Today, with the advancements of 3D printing, radiation teams are able to utilize specific information from the patient’s CT to generate a unique model of the patient and construct a custom bolus that more precisely matches their specific anatomy. A 3D printed bolus can be used when it is necessary to compensate for missing tissue in a patient who has had surgery, to make an irregular surface more uniform or to increase the dose to the skin when treating skin cancer. The use of 3D bolus improves the sparing of healthy tissue, reduces air gaps, which can cause issues with dose conformity, accommodate and correct for anatomical irregularities and reduce hot spots, which may result in unnecessary breaks or gaps in treatment. And, most importantly, it improves treatment accuracy and dose distribution.
Data derived from treatment-planning systems can optimize the 3D printed bolus in ways that were never possible before with hand-sculpted bolus. Flexible, patient-specific bolus provide superior fit and adhere to the surface of complex anatomies, such as a breast significantly better (see figures 1A and 1B below). These factors make a 3D printed bolus far superior for the precision delivery of the intended dose of radiation. Plus, delivering the radiation more accurately should give us the best chance of controlling cancer and preventing a recurrence.
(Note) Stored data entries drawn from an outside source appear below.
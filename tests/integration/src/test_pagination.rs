//! Cursor pagination through the repository.

#[cfg(test)]
mod tests {
    use std::collections::HashSet;

    use base64::Engine;
    use base64::engine::general_purpose::STANDARD as BASE64;

    use dynaquery_core::config::DataLayerConfig;
    use dynaquery_core::error::DataError;
    use dynaquery_core::expression::QueryDefinition;
    use dynaquery_core::pagination::{PageRequest, decode_cursor};
    use dynaquery_core::repository::{QueryParams, RecordPage, Repository, ScanParams};
    use dynaquery_model::{AttributeValue, StoreErrorCode, StoreOperation};
    use futures::future::join_all;
    use serde_json::json;

    use crate::{ids, new_store, repository, repository_with, seed};

    async fn seeded(partition: &str, count: usize) -> (std::sync::Arc<dynaquery_memstore::MemStore>, Repository) {
        let store = new_store();
        let repo = repository(&store, partition);
        let records = (0..count)
            .map(|i| json!({ "id": format!("r{i:02}"), "amount": i, "even": i % 2 == 0 }))
            .collect();
        seed(&repo, records).await.unwrap();
        (store, repo)
    }

    fn page(size: usize, cursor: Option<String>) -> PageRequest {
        PageRequest {
            page_size: Some(size),
            cursor,
            ..PageRequest::default()
        }
    }

    async fn query_page(repo: &Repository, paging: PageRequest) -> RecordPage {
        repo.query_by_condition_paginate(
            QueryParams::builder()
                .partition_key_equals(repo.entity().partition_value.clone())
                .paging(paging)
                .build(),
        )
        .await
        .unwrap()
    }

    #[tokio::test]
    async fn test_should_enumerate_every_record_once_for_any_page_size() {
        let (_store, repo) = seeded("ledger", 17).await;
        for size in 1..=8 {
            let mut seen = Vec::new();
            let mut cursor = None;
            let mut pages = 0;
            loop {
                let page = query_page(&repo, page(size, cursor)).await;
                assert!(page.items.len() <= size);
                pages += 1;
                seen.extend(ids(&page.items));
                match page.next_cursor {
                    Some(next) => cursor = Some(next),
                    None => break,
                }
                assert!(pages <= 17, "pagination did not terminate for size {size}");
            }
            let unique: HashSet<_> = seen.iter().collect();
            assert_eq!(seen.len(), 17, "size {size}");
            assert_eq!(unique.len(), 17, "size {size}");
        }
    }

    #[tokio::test]
    async fn test_should_fill_page_beyond_store_ceiling() {
        let (store, repo) = seeded("ledger", 30).await;
        store.set_evaluation_ceiling(Some(5));

        let first = query_page(&repo, page(12, None)).await;
        assert_eq!(first.items.len(), 12);
        assert!(store.call_count(StoreOperation::Query) >= 3);

        let cursor = first.next_cursor.unwrap();
        let key = decode_cursor(&cursor).unwrap();
        assert_eq!(key.get("id"), Some(&AttributeValue::s("r11")));

        let second = query_page(&repo, page(12, Some(cursor))).await;
        assert_eq!(ids(&second.items).first().map(String::as_str), Some("r12"));
    }

    #[tokio::test]
    async fn test_should_fill_filtered_page_across_rounds() {
        let (store, repo) = seeded("ledger", 20).await;
        store.set_evaluation_ceiling(Some(5));

        let even = QueryDefinition::from_json(&json!({ "even": true })).unwrap();
        let page = repo
            .query_by_condition_paginate(
                QueryParams::builder()
                    .partition_key_equals("ledger")
                    .query(even)
                    .paging(page(4, None))
                    .build(),
            )
            .await
            .unwrap();
        assert_eq!(ids(&page.items), ["r00", "r02", "r04", "r06"]);
        assert!(page.next_cursor.is_some());
    }

    #[tokio::test]
    async fn test_should_resume_after_mid_pagination_failure() {
        let (store, repo) = seeded("ledger", 10).await;
        store.set_evaluation_ceiling(Some(3));
        store.inject_failure(StoreOperation::Query, 2, StoreErrorCode::ServiceUnavailable);

        let partial = query_page(&repo, page(8, None)).await;
        assert_eq!(ids(&partial.items), ["r00", "r01", "r02"]);
        let cursor = partial.next_cursor.unwrap();

        let rest = query_page(&repo, page(8, Some(cursor))).await;
        assert_eq!(ids(&rest.items).first().map(String::as_str), Some("r03"));
    }

    #[tokio::test]
    async fn test_should_surface_first_round_failure_as_retryable() {
        let (store, repo) = seeded("ledger", 3).await;
        store.inject_failure(StoreOperation::Query, 1, StoreErrorCode::ProvisionedThroughputExceededException);

        let err = repo
            .query_by_condition_paginate(
                QueryParams::builder()
                    .partition_key_equals("ledger")
                    .paging(page(2, None))
                    .build(),
            )
            .await
            .unwrap_err();
        assert!(matches!(err, DataError::Store(_)));
        assert!(err.is_retryable());
        assert!(!err.is_validation());
    }

    #[tokio::test]
    async fn test_should_restart_or_reject_on_malformed_cursor() {
        let (store, repo) = seeded("ledger", 4).await;
        let restarted = query_page(&repo, page(2, Some("%%% not a cursor".to_owned()))).await;
        assert_eq!(ids(&restarted.items), ["r00", "r01"]);

        let strict = repository_with(
            &store,
            "ledger",
            DataLayerConfig {
                reject_malformed_cursor: true,
                ..DataLayerConfig::default()
            },
        );
        let before = store.call_count(StoreOperation::Query);
        let err = strict
            .query_by_condition_paginate(
                QueryParams::builder()
                    .partition_key_equals("ledger")
                    .paging(page(2, Some("%%% not a cursor".to_owned())))
                    .build(),
            )
            .await
            .unwrap_err();
        assert!(matches!(err, DataError::InvalidCursor(_)));
        assert!(err.is_validation());
        assert_eq!(store.call_count(StoreOperation::Query), before);
    }

    #[tokio::test]
    async fn test_should_cut_projected_pages_at_exact_size() {
        let (store, repo) = seeded("ledger", 30).await;
        store.set_evaluation_ceiling(Some(4));
        let fields = vec!["amount".to_owned()];

        let mut amounts = Vec::new();
        let mut cursor = None;
        loop {
            let page = repo
                .query_by_condition_paginate(
                    QueryParams::builder()
                        .partition_key_equals("ledger")
                        .fields(fields.clone())
                        .paging(page(10, cursor))
                        .build(),
                )
                .await
                .unwrap();
            assert!(page.items.len() <= 10);
            assert!(page.items.iter().all(|r| r.len() == 1 && r.contains_key("amount")));
            amounts.extend(page.items.iter().filter_map(|r| r["amount"].as_u64()));
            match page.next_cursor {
                Some(next) => cursor = Some(next),
                None => break,
            }
        }
        assert_eq!(amounts, (0..30).collect::<Vec<u64>>());

        let scanned = repo
            .scan_by_condition_paginate(
                ScanParams::builder()
                    .fields(fields)
                    .paging(page(10, None))
                    .build(),
            )
            .await
            .unwrap();
        assert_eq!(scanned.items.len(), 10);
        assert!(scanned.items.iter().all(|r| r.len() == 1));
        let key = decode_cursor(&scanned.next_cursor.unwrap()).unwrap();
        assert_eq!(key.get("id"), Some(&AttributeValue::s("r09")));
    }

    #[tokio::test]
    async fn test_should_resume_from_plain_value_cursor() {
        let (_store, repo) = seeded("ledger", 6).await;
        let cursor = BASE64.encode(r#"{"featurePartition":"ledger","id":"r02"}"#);

        let page = query_page(&repo, page(2, Some(cursor))).await;
        assert_eq!(ids(&page.items), ["r03", "r04"]);
    }

    #[tokio::test]
    async fn test_should_page_backwards() {
        let (_store, repo) = seeded("ledger", 7).await;
        let paging = PageRequest {
            descending: true,
            ..page(3, None)
        };
        let first = query_page(&repo, paging.clone()).await;
        assert_eq!(ids(&first.items), ["r06", "r05", "r04"]);

        let second = query_page(
            &repo,
            PageRequest {
                cursor: first.next_cursor,
                ..paging
            },
        )
        .await;
        assert_eq!(ids(&second.items), ["r03", "r02", "r01"]);
    }

    #[tokio::test]
    async fn test_should_scan_pages_with_cursor() {
        let (store, repo) = seeded("ledger", 9).await;
        store.set_evaluation_ceiling(Some(4));

        let mut all = Vec::new();
        let mut cursor = None;
        loop {
            let page = repo
                .scan_by_condition_paginate(ScanParams::builder().paging(page(4, cursor)).build())
                .await
                .unwrap();
            all.extend(ids(&page.items));
            match page.next_cursor {
                Some(next) => cursor = Some(next),
                None => break,
            }
        }
        assert_eq!(all.len(), 9);
        assert_eq!(all.first().map(String::as_str), Some("r00"));
    }

    #[tokio::test]
    async fn test_should_run_independent_paginations_concurrently() {
        let (store, repo) = seeded("ledger", 25).await;
        store.set_evaluation_ceiling(Some(5));

        let runs = (1..=6).map(|size| {
            let repo = repo.clone();
            async move {
                let mut count = 0;
                let mut cursor = None;
                loop {
                    let page = query_page(&repo, page(size, cursor)).await;
                    count += page.items.len();
                    match page.next_cursor {
                        Some(next) => cursor = Some(next),
                        None => break count,
                    }
                }
            }
        });
        let counts = join_all(runs).await;
        assert_eq!(counts, vec![25; 6]);
    }
}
Early use of this technology, hardware and software has resulted in the accuracy of fit of the 3D bolus being improved relative to standard sheet bolus, with the frequency of air gaps ≥5 mm reduced from 30% to 13%. Also, setup times were reduced with 3D printed bolus by 27% when compared to standard sheet bolus. Finally, the use of patient-specific, custom, 3D printed bolus improved reproducibility of placement of the bolus device for additional planning CTs and daily treatments, and improved patient experience and comfort.
In the future, the integration of 3D printing technology with imaging and planning systems are likely to continue to grow. 3D printing technology allows the precise construction of custom bolus and other types of tissue compensators. By taking advantage of the modulated electron bolus (MEB) plans created in 3D printing software, radiation oncology teams can demonstrate superior sparing of healthy tissues and distal OARs while significantly reducing hotspots compared to photon IMRT delivery, i.e. VMAT (Figures 2A, 2B, and 2C below). For some patients, 3D printing technology will result in a more accurate, specific targeting of their cancer.
The benefits to the patients include improved quality of life, reduced setup times, improved patient comfort and enhanced reproducibility and reliability of the bolus throughout the entire treatment course. The ability to print the precise, patient-specific bolus required for some electron and/or photon treatments is a powerful tool for radiation therapy departments.
And, thanks to ongoing improvements in cost and reliability, 3D printing is becoming more common in cancer centers, allowing even the most difficult cases to be planned and treated swiftly.